The campaign reminds state residents that in case of an evacuation, members can access credit union accounts at any of the 130 shared credit union branches in Louisiana or more than 5,000 across the country.

The campaign, which has radio and online ads, will run for two weeks in June, July and August, with additional air time purchased when there is an immediate threat, the league said.

One of the lessons learned during Hurricane Katrina, which hit the Gulf Coast on Aug. 29, 2005, was that hundreds of credit union branches directly impacted or closed by the storm's flooding were still able to serve members, even evacuated members, through working together and sharing branches. While many banks were shut down and could not serve customers, credit unions were able to demonstrate the cooperative difference to members during the emergency. Since then, shared branches have become more popular in areas subject to natural disasters.

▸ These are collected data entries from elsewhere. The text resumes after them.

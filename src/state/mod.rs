//! Shared server state and the per-connection session model.

pub mod presence;
pub mod session;

pub use presence::{ConnectionHandle, Directory, PresenceRegistry};
pub use session::Session;

use crate::db::Database;
use crate::game::GameBridge;
use std::sync::Arc;

/// Everything a connection task needs, constructed once in `main` and
/// shared behind an `Arc`. There are no ambient singletons: tests build
/// their own instances.
pub struct Hub {
    /// Server name, used in logs.
    pub server_name: String,
    /// The user store.
    pub db: Database,
    /// Hall and room directories.
    pub presence: PresenceRegistry,
    /// Where authenticated game envelopes are handed off.
    pub game: Arc<dyn GameBridge>,
}

impl Hub {
    pub fn new(server_name: String, db: Database, game: Arc<dyn GameBridge>) -> Self {
        Self {
            server_name,
            db,
            presence: PresenceRegistry::new(),
            game,
        }
    }
}
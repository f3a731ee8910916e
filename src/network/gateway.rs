//! Gateway - TCP listener that accepts incoming connections.
//!
//! The game port speaks two protocols, the way the original platform served
//! its webroot and its WebSocket endpoint on one socket: a request carrying
//! a WebSocket upgrade proceeds to the handshake and a [`Connection`] task;
//! any other HTTP request is answered with the landing page and closed.

use crate::network::Connection;
use crate::state::Hub;
use std::net::SocketAddr;
use std::sync::Arc;
use std::time::Duration;
use tokio::io::AsyncWriteExt;
use tokio::net::{TcpListener, TcpStream};
use tokio_tungstenite::accept_async;
use tracing::{error, info, instrument, warn};

/// Body served when no landing page file is configured.
const DEFAULT_LANDING_PAGE: &str = "<!DOCTYPE html><html><head><title>gobang online</title></head>\
     <body><h1>gobang online</h1><p>This endpoint speaks WebSocket.</p></body></html>";

/// How many times to re-peek while waiting for a complete request head.
const SNIFF_ATTEMPTS: u32 = 8;

/// Delay between sniff attempts.
const SNIFF_DELAY: Duration = Duration::from_millis(25);

/// The Gateway accepts incoming TCP connections and spawns handlers.
pub struct Gateway {
    listener: TcpListener,
    hub: Arc<Hub>,
    landing_page: Arc<String>,
}

impl Gateway {
    /// Bind the gateway to the specified address.
    pub async fn bind(
        addr: SocketAddr,
        landing_page: Option<String>,
        hub: Arc<Hub>,
    ) -> anyhow::Result<Self> {
        let listener = TcpListener::bind(addr).await?;
        info!(%addr, "listener bound");

        let page = match landing_page {
            Some(path) => std::fs::read_to_string(&path)
                .map_err(|e| anyhow::anyhow!("failed to read landing page {}: {}", path, e))?,
            None => DEFAULT_LANDING_PAGE.to_string(),
        };

        Ok(Self {
            listener,
            hub,
            landing_page: Arc::new(page),
        })
    }

    /// Run the gateway, accepting connections forever.
    #[instrument(skip(self), name = "gateway")]
    pub async fn run(self) -> anyhow::Result<()> {
        loop {
            match self.listener.accept().await {
                Ok((stream, addr)) => {
                    let hub = Arc::clone(&self.hub);
                    let page = Arc::clone(&self.landing_page);

                    tokio::spawn(async move {
                        if let Err(e) = serve_socket(stream, addr, hub, page).await {
                            warn!(%addr, error = %e, "connection error");
                        }
                    });
                }
                Err(e) => {
                    error!(error = %e, "failed to accept connection");
                }
            }
        }
    }
}

/// Route one accepted socket to the WebSocket handshake or the landing page.
async fn serve_socket(
    stream: TcpStream,
    addr: SocketAddr,
    hub: Arc<Hub>,
    page: Arc<String>,
) -> anyhow::Result<()> {
    if is_websocket_upgrade(&stream).await? {
        let ws = accept_async(stream).await?;
        info!(%addr, "websocket handshake complete");

        crate::metrics::inc_connected();
        let result = Connection::new(ws, addr, hub).run().await;
        crate::metrics::dec_connected();
        result
    } else {
        serve_landing_page(stream, addr, &page).await
    }
}

/// Peek at the request head without consuming it and look for the
/// `Upgrade: websocket` header.
///
/// The head may not have arrived in one segment; re-peek a bounded number
/// of times, then classify with whatever is there.
async fn is_websocket_upgrade(stream: &TcpStream) -> std::io::Result<bool> {
    let mut buf = [0u8; 2048];
    for attempt in 0..SNIFF_ATTEMPTS {
        let n = stream.peek(&mut buf).await?;
        if n == 0 {
            return Ok(false);
        }
        let head = &buf[..n];
        let complete = head.windows(4).any(|w| w == b"\r\n\r\n");
        if complete || n == buf.len() || attempt == SNIFF_ATTEMPTS - 1 {
            let text = String::from_utf8_lossy(head).to_ascii_lowercase();
            return Ok(text.contains("upgrade: websocket"));
        }
        tokio::time::sleep(SNIFF_DELAY).await;
    }
    Ok(false)
}

/// Answer a plain HTTP request with the landing page and close.
async fn serve_landing_page(
    mut stream: TcpStream,
    addr: SocketAddr,
    page: &str,
) -> anyhow::Result<()> {
    info!(%addr, "plain http request, serving landing page");
    let response = format!(
        "HTTP/1.1 200 OK\r\n\
         Content-Type: text/html; charset=utf-8\r\n\
         Content-Length: {}\r\n\
         Connection: close\r\n\
         \r\n\
         {}",
        page.len(),
        page
    );
    stream.write_all(response.as_bytes()).await?;
    stream.shutdown().await?;
    Ok(())
}
//! Error handling for the connection router.
//!
//! Routing failures are values, never panics: each one is translated into
//! a reply envelope for the client and a label for metrics, and the
//! connection (and the process) stay up.

use crate::db::DbError;
use crate::protocol::CodecError;
use thiserror::Error;

/// Errors raised while routing one client envelope.
#[derive(Debug, Error)]
pub enum RouteError {
    #[error("authentication required")]
    AuthRequired,

    #[error("already logged in")]
    AlreadyAuthenticated,

    #[error("username and password are required")]
    MissingCredentials,

    #[error("invalid username or password")]
    BadCredentials,

    #[error("username is already taken")]
    UserExists,

    #[error("store unavailable")]
    Store,

    #[error("malformed envelope: {0}")]
    Malformed(#[from] CodecError),
}

impl RouteError {
    /// Static label for metrics.
    pub fn code(&self) -> &'static str {
        match self {
            Self::AuthRequired => "auth_required",
            Self::AlreadyAuthenticated => "already_authenticated",
            Self::MissingCredentials => "missing_credentials",
            Self::BadCredentials => "bad_credentials",
            Self::UserExists => "user_exists",
            Self::Store => "store_unavailable",
            Self::Malformed(_) => "malformed",
        }
    }
}

impl From<DbError> for RouteError {
    fn from(err: DbError) -> Self {
        match err {
            DbError::MissingCredentials => RouteError::MissingCredentials,
            DbError::BadCredentials => RouteError::BadCredentials,
            DbError::UserExists(_) => RouteError::UserExists,
            // A missing row during a score update reads the same as a bad
            // identity from the client's side.
            DbError::UserNotFound(_) => RouteError::BadCredentials,
            DbError::Sqlx(_) | DbError::Migration(_) => RouteError::Store,
        }
    }
}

The National Oceanic and Atmospheric Administration (NOAA) has predicted an "extremely active" hurricane season this year, with the potential for three to six hurricanes with wind speeds above 100 mph, said the league, which encouraged credit unions and their members to take precaution early.

"As we prepare for this year's active storm season, we are armed with the knowledge that preparation is key, especially when it comes to access to financial resources during an evacuation," said Anne Cochran, LCUL president/CEO. "We urge our members to plan ahead and utilize our resources to find shared branch locations well in advance of a severe weather event."